*** Block opens ***

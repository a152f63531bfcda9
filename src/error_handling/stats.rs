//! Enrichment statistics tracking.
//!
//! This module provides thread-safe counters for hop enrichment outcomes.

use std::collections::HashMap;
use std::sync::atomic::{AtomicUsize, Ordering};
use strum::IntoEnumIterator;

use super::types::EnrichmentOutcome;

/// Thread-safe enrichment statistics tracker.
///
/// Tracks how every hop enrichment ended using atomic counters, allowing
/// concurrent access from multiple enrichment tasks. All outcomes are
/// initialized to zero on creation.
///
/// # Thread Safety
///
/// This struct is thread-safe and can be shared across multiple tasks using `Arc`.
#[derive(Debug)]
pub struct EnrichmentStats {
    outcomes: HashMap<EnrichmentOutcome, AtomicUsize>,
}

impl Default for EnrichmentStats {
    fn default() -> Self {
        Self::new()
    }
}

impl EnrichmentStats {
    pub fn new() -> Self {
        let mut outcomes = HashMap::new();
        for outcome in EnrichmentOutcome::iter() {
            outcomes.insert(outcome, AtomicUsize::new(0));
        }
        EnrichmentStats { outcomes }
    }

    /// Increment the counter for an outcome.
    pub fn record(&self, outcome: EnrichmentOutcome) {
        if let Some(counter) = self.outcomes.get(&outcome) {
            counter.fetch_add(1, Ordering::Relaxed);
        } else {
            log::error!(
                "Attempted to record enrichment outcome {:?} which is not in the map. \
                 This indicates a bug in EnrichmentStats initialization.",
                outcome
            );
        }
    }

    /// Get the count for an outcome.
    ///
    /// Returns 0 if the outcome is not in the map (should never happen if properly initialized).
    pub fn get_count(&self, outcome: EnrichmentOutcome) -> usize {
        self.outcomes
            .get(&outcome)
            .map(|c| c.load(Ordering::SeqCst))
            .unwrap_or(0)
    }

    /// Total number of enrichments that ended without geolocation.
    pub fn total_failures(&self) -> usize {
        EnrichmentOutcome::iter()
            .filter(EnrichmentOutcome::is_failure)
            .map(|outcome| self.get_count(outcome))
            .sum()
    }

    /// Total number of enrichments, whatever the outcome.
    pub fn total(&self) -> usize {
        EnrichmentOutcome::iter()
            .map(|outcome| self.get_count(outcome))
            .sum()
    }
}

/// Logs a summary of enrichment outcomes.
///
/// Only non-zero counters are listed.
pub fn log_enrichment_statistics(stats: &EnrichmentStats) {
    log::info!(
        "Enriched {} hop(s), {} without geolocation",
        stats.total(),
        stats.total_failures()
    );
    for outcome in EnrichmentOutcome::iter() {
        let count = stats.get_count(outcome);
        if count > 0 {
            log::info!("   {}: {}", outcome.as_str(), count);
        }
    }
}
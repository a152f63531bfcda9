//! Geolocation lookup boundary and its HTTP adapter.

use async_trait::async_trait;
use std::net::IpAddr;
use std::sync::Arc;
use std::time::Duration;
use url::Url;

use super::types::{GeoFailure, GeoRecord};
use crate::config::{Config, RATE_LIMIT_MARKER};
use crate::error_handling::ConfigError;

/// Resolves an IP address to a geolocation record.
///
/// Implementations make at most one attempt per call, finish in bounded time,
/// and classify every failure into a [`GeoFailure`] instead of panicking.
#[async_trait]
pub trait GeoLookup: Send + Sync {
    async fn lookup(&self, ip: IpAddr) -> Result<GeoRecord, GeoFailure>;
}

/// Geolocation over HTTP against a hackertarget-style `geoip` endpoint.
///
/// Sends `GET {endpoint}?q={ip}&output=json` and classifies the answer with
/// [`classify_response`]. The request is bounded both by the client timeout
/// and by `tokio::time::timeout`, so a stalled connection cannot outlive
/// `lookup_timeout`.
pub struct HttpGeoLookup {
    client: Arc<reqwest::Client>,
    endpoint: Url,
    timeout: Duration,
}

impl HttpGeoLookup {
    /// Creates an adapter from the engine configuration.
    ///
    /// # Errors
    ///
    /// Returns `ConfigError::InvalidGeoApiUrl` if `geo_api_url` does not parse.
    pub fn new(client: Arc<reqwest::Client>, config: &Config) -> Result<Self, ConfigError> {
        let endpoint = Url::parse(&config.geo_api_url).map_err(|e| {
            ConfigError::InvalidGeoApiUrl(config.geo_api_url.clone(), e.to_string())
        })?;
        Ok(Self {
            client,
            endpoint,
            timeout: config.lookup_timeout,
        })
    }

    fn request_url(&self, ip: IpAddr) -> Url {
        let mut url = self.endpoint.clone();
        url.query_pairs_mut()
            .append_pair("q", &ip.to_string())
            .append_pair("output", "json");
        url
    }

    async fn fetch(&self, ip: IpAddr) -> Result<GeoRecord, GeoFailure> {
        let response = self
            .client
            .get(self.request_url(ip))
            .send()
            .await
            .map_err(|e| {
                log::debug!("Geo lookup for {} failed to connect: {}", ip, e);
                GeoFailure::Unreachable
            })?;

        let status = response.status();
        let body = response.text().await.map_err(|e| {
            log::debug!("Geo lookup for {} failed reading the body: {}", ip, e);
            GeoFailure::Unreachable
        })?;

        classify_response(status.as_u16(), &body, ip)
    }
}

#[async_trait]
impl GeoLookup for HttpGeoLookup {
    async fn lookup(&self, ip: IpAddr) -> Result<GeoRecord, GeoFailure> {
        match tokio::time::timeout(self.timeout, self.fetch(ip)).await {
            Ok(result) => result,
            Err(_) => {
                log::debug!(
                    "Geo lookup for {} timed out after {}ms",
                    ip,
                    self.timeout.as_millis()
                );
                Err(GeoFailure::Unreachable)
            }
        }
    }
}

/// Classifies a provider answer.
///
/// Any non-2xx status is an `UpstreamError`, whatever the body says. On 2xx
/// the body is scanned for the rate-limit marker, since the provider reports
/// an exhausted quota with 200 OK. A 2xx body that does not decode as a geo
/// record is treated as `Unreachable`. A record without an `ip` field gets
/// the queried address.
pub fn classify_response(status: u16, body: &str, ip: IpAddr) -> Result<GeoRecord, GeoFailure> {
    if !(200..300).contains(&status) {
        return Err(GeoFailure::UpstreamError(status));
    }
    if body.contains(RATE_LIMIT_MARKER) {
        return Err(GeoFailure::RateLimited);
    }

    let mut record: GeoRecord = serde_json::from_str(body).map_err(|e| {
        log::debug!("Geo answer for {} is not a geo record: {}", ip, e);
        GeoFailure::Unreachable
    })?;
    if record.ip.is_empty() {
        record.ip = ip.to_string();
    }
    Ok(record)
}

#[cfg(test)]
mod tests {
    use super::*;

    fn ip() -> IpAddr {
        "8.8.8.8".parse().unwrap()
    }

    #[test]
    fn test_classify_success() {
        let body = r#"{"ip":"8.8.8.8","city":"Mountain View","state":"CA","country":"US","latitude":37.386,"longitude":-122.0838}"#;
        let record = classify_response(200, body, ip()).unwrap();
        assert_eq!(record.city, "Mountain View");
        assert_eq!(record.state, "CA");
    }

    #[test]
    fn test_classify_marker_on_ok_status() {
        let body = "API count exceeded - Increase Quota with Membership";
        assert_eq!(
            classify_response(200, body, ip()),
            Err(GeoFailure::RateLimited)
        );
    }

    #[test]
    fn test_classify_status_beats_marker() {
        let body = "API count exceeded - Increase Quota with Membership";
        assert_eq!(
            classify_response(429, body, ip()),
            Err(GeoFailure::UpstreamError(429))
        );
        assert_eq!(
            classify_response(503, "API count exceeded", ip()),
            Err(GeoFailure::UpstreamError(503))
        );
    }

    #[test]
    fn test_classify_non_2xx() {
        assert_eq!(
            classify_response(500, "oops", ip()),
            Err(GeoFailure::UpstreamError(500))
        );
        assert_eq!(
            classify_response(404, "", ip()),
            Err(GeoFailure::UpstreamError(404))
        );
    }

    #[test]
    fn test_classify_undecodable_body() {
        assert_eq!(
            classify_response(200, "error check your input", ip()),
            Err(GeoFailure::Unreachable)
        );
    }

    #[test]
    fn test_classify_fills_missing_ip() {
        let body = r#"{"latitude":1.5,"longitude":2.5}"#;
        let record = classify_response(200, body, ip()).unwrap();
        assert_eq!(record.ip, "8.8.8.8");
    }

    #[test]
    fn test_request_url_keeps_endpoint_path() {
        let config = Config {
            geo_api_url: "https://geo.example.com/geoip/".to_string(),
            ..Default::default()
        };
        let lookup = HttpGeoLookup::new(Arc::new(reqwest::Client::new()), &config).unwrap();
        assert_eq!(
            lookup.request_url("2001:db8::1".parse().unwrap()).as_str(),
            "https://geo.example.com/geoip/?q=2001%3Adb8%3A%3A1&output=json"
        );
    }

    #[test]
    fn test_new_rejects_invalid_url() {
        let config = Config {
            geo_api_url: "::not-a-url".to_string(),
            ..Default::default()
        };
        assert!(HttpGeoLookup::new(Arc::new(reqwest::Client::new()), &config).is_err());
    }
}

*** Block closes ***

Please give again the lines above between the line holding "use std::net::IpAddr;" and the line holding "pub trait GeoLookup: Send", inclusive, exactly as they are and with nothing added.

use std::net::IpAddr;
use std::sync::Arc;
use std::time::Duration;
use url::Url;

use super::types::{GeoFailure, GeoRecord};
use crate::config::{Config, RATE_LIMIT_MARKER};
use crate::error_handling::ConfigError;

/// Resolves an IP address to a geolocation record.
///
/// Implementations make at most one attempt per call, finish in bounded time,
/// and classify every failure into a [`GeoFailure`] instead of panicking.
#[async_trait]
pub trait GeoLookup: Send + Sync {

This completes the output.